For the Republican party to ever be relevant as a majority again, they must kick out the racists. Let them form their own Confederate Party and ride that train into the dustbins of history. But they must be banished entirely. And while I know how unlikely that seems, if your strategy is scaring white people against all "others" then it is a doomed strategy, as demographics go. The melting pot is truly melting. And there's no halfway denunciation of racism and bigotry. No eye-wink Dixiecrat codes and loaded terminology anymore; the secret is out. And it will hang like an stinking albatross around the neck of the Republican party until they make an effort to remove it, though doing so would run contrary to their current strategy of pumping fear into older white people and survivalists. Since the Fairness Doctrine was abolished under Reagan- and once Fox "News" really took off in the Dubya era -- this strategy worked in polarizing the electorate to where we are now. And that strategy just took it's first big step towards obsolescence.

But what did they expect? The Republicans had access to the same census data as everyone else. Perhaps the party thought they had at least another cycle or two before the demographic trending made their tact unsustainable. But they were jolted by the election results, especially considering the huge sums of money they donated to purchase their candidates success. They were shocked -- shocked! -- that it didn't work. But all the soul-searching, finger-pointing, hand-wringing and strategizing will be pointless without addressing the deep racism they have stoked -- to their electoral benefit -- for all these years. This election may very well have been the tipping point. In order to achieve relevance in this New America, any party must reach out to all Americans, or at the very least not alienate large portions of them.
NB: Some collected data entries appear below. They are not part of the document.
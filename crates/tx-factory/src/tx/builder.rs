//! The in-progress transaction container.

use crate::error::{TxError, TxResult};
use crate::tx::msg::EncodedMsg;
use crate::tx::proto::{self, Any, AuthInfo, Fee, SignerInfo, TxBody, TxRaw};
use crate::types::Coin;
use prost::Message;

/// Account number and sequence of a signer.
#[derive(Debug, Clone, Copy, Default, PartialEq, Eq)]
pub struct SignerAccount {
    /// On-chain account number.
    pub account_number: u64,
    /// Account sequence.
    pub sequence: u64,
}

/// Signing state of one required signer.
///
/// A slot moves from unsigned, to carrying a signer info, to carrying a
/// signature. Slots are ordered by first appearance among the messages.
#[derive(Debug, Clone, PartialEq)]
pub struct SignerSlot {
    address: String,
    address_bytes: Vec<u8>,
    account: Option<SignerAccount>,
    signer_info: Option<SignerInfo>,
    signature: Option<Vec<u8>>,
}

impl SignerSlot {
    pub(crate) fn new(address: String, address_bytes: Vec<u8>) -> Self {
        Self {
            address,
            address_bytes,
            account: None,
            signer_info: None,
            signature: None,
        }
    }

    /// Address string as rendered by the address codec.
    pub fn address(&self) -> &str {
        &self.address
    }

    /// Raw address bytes.
    pub fn address_bytes(&self) -> &[u8] {
        &self.address_bytes
    }

    /// Externally supplied account data, if any.
    pub fn account(&self) -> Option<SignerAccount> {
        self.account
    }

    /// Signer info, once set by signing.
    pub fn signer_info(&self) -> Option<&SignerInfo> {
        self.signer_info.as_ref()
    }

    /// Signature, once signed.
    pub fn signature(&self) -> Option<&[u8]> {
        self.signature.as_deref()
    }

    /// Returns true if this signer has signed.
    pub fn is_signed(&self) -> bool {
        self.signature.is_some()
    }
}

/// A transaction under construction.
///
/// Produced by [`Factory::build_unsigned_tx`](crate::Factory::build_unsigned_tx)
/// and completed by [`Factory::sign`](crate::Factory::sign). The builder is
/// owned by the caller; the factory never keeps a reference to it.
#[derive(Debug, Clone, PartialEq)]
pub struct TxBuilder {
    msgs: Vec<EncodedMsg>,
    memo: String,
    fee_amount: Vec<Coin>,
    gas_limit: u64,
    fee_payer: String,
    fee_granter: String,
    timeout_height: u64,
    unordered: bool,
    signers: Vec<SignerSlot>,
}

impl TxBuilder {
    pub(crate) fn new(msgs: Vec<EncodedMsg>, signers: Vec<SignerSlot>) -> Self {
        Self {
            msgs,
            memo: String::new(),
            fee_amount: Vec::new(),
            gas_limit: 0,
            fee_payer: String::new(),
            fee_granter: String::new(),
            timeout_height: 0,
            unordered: false,
            signers,
        }
    }

    /// Number of messages.
    pub fn msg_count(&self) -> usize {
        self.msgs.len()
    }

    /// Messages packed as [`Any`], in order.
    pub fn messages(&self) -> Vec<Any> {
        self.msgs.iter().map(|m| m.any.clone()).collect()
    }

    pub(crate) fn encoded_msgs(&self) -> &[EncodedMsg] {
        &self.msgs
    }

    /// Transaction memo.
    pub fn memo(&self) -> &str {
        &self.memo
    }

    /// Fee amount.
    pub fn fee_amount(&self) -> &[Coin] {
        &self.fee_amount
    }

    /// Gas limit.
    pub fn gas_limit(&self) -> u64 {
        self.gas_limit
    }

    /// Fee payer address, empty if unset.
    pub fn fee_payer(&self) -> &str {
        &self.fee_payer
    }

    /// Fee granter address, empty if unset.
    pub fn fee_granter(&self) -> &str {
        &self.fee_granter
    }

    /// Timeout height, zero if unset.
    pub fn timeout_height(&self) -> u64 {
        self.timeout_height
    }

    /// Whether this is an unordered transaction.
    pub fn unordered(&self) -> bool {
        self.unordered
    }

    /// Sets the memo.
    pub fn set_memo(&mut self, memo: impl Into<String>) {
        self.memo = memo.into();
    }

    /// Sets the fee amount.
    pub fn set_fee_amount(&mut self, amount: Vec<Coin>) {
        self.fee_amount = amount;
    }

    /// Sets the gas limit.
    pub fn set_gas_limit(&mut self, gas_limit: u64) {
        self.gas_limit = gas_limit;
    }

    /// Sets the fee payer address.
    pub fn set_fee_payer(&mut self, payer: impl Into<String>) {
        self.fee_payer = payer.into();
    }

    /// Sets the fee granter address.
    pub fn set_fee_granter(&mut self, granter: impl Into<String>) {
        self.fee_granter = granter.into();
    }

    /// Sets the timeout height.
    pub fn set_timeout_height(&mut self, height: u64) {
        self.timeout_height = height;
    }

    /// Marks the transaction as unordered.
    pub fn set_unordered(&mut self, unordered: bool) {
        self.unordered = unordered;
    }

    /// Required signer slots, in order.
    pub fn signers(&self) -> &[SignerSlot] {
        &self.signers
    }

    /// Supplies account number and sequence for a co-signer whose account
    /// is not the factory's own.
    ///
    /// # Errors
    ///
    /// Returns [`TxError::Config`] if `address` is not a required signer.
    pub fn set_signer_account(
        &mut self,
        address: &str,
        account_number: u64,
        sequence: u64,
    ) -> TxResult<()> {
        let slot = self
            .signers
            .iter_mut()
            .find(|s| s.address == address)
            .ok_or_else(|| TxError::config(format!("{address} is not a signer of this transaction")))?;
        slot.account = Some(SignerAccount {
            account_number,
            sequence,
        });
        Ok(())
    }

    pub(crate) fn set_signer_info(&mut self, index: usize, info: SignerInfo) {
        if let Some(slot) = self.signers.get_mut(index) {
            slot.signer_info = Some(info);
        }
    }

    pub(crate) fn set_signature(&mut self, index: usize, signature: Vec<u8>) {
        if let Some(slot) = self.signers.get_mut(index) {
            slot.signature = Some(signature);
        }
    }

    /// Signer infos of all signers, or `None` until every signer has one.
    pub fn signer_infos(&self) -> Option<Vec<SignerInfo>> {
        if self.signers.is_empty() {
            return None;
        }
        self.signers
            .iter()
            .map(|s| s.signer_info.clone())
            .collect()
    }

    /// Signatures of all signers, or `None` until every signer has signed.
    pub fn signatures(&self) -> Option<Vec<Vec<u8>>> {
        if self.signers.is_empty() {
            return None;
        }
        self.signers.iter().map(|s| s.signature.clone()).collect()
    }

    /// The protobuf transaction body.
    pub fn body(&self) -> TxBody {
        TxBody {
            messages: self.messages(),
            memo: self.memo.clone(),
            timeout_height: self.timeout_height,
            unordered: self.unordered,
        }
    }

    /// The encoded transaction body.
    pub fn body_bytes(&self) -> Vec<u8> {
        self.body().encode_to_vec()
    }

    /// The protobuf fee.
    pub fn fee(&self) -> Fee {
        Fee {
            amount: self.fee_amount.iter().map(proto::Coin::from).collect(),
            gas_limit: self.gas_limit,
            payer: self.fee_payer.clone(),
            granter: self.fee_granter.clone(),
        }
    }

    /// Auth info with the signer infos set so far, in slot order.
    pub fn auth_info(&self) -> AuthInfo {
        self.auth_info_with(
            self.signers
                .iter()
                .filter_map(|s| s.signer_info.clone())
                .collect(),
        )
    }

    /// The encoded auth info.
    pub fn auth_info_bytes(&self) -> Vec<u8> {
        self.auth_info().encode_to_vec()
    }

    pub(crate) fn auth_info_with(&self, signer_infos: Vec<SignerInfo>) -> AuthInfo {
        AuthInfo {
            signer_infos,
            fee: Some(self.fee()),
        }
    }

    /// Encodes the transaction as `TxRaw` wire bytes.
    ///
    /// Signers that have a signer info but no signature yet contribute an
    /// empty signature, keeping both lists aligned.
    pub fn encode(&self) -> Vec<u8> {
        let (infos, signatures): (Vec<_>, Vec<_>) = self
            .signers
            .iter()
            .filter_map(|s| {
                s.signer_info
                    .clone()
                    .map(|info| (info, s.signature.clone().unwrap_or_default()))
            })
            .unzip();
        self.encode_with(infos, signatures)
    }

    pub(crate) fn encode_with(
        &self,
        signer_infos: Vec<SignerInfo>,
        signatures: Vec<Vec<u8>>,
    ) -> Vec<u8> {
        TxRaw {
            body_bytes: self.body_bytes(),
            auth_info_bytes: self.auth_info_with(signer_infos).encode_to_vec(),
            signatures,
        }
        .encode_to_vec()
    }
}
With all the post-Citizens United money flushing the system on their behalf, the Republican Hype Machine still could not sell the warmed-over Reagan-esque vision that they always managed to sling before. It went sour from the condensed rage that it has squeezed from its core.

So how do Republicans achieve this task of parting with the Confederate Wing of the party? That is for the moderate and progressive conservatives to figure out. But you can't attract Hispanics/Latinos by running Marco Rubio or Jeb Bush if they're in the same tent as the KKK. Until racism is eradicated from the Republican party they will be increasingly marginalized in society and out of majority power for good. But here's the catch: Even if they were somehow magically successful in ejecting all racists, that would reduce their numbers by so much that they would in effect be a marginalized minority anyway. With or without racism, the Republican party is going to have a much bigger marketing problem than they have ever had before. Here's Senator-elect Ted Cruz cutting straight to the point:

"In not too many years, Texas could switch from being all Republican to all Democrat," he said. "If that happens, no Republican will ever again win the White House. New York and California are for the foreseeable future unalterably Democrat. If Texas turns bright blue, the Electoral College math is simple. We won't be talking about Ohio, we won't be talking about Florida or Virginia, because it won't matter. If Texas is bright blue, you can't get to two-seventy electoral votes. The Republican Party would cease to exist. We would become like the Whig Party. Our kids and grandkids would study how this used to be a national political party. 'They had Conventions, they nominated Presidential candidates. They don't exist anymore.'"

Thomas Friedman also put it bluntly:

Republican politicians today have a choice: either change your base by educating and leading G.O.P. voters back to the center-right from the far right, or start a new party that is more inclusive, focused on smaller but smarter government and market-based, fact-based solutions to our biggest problems.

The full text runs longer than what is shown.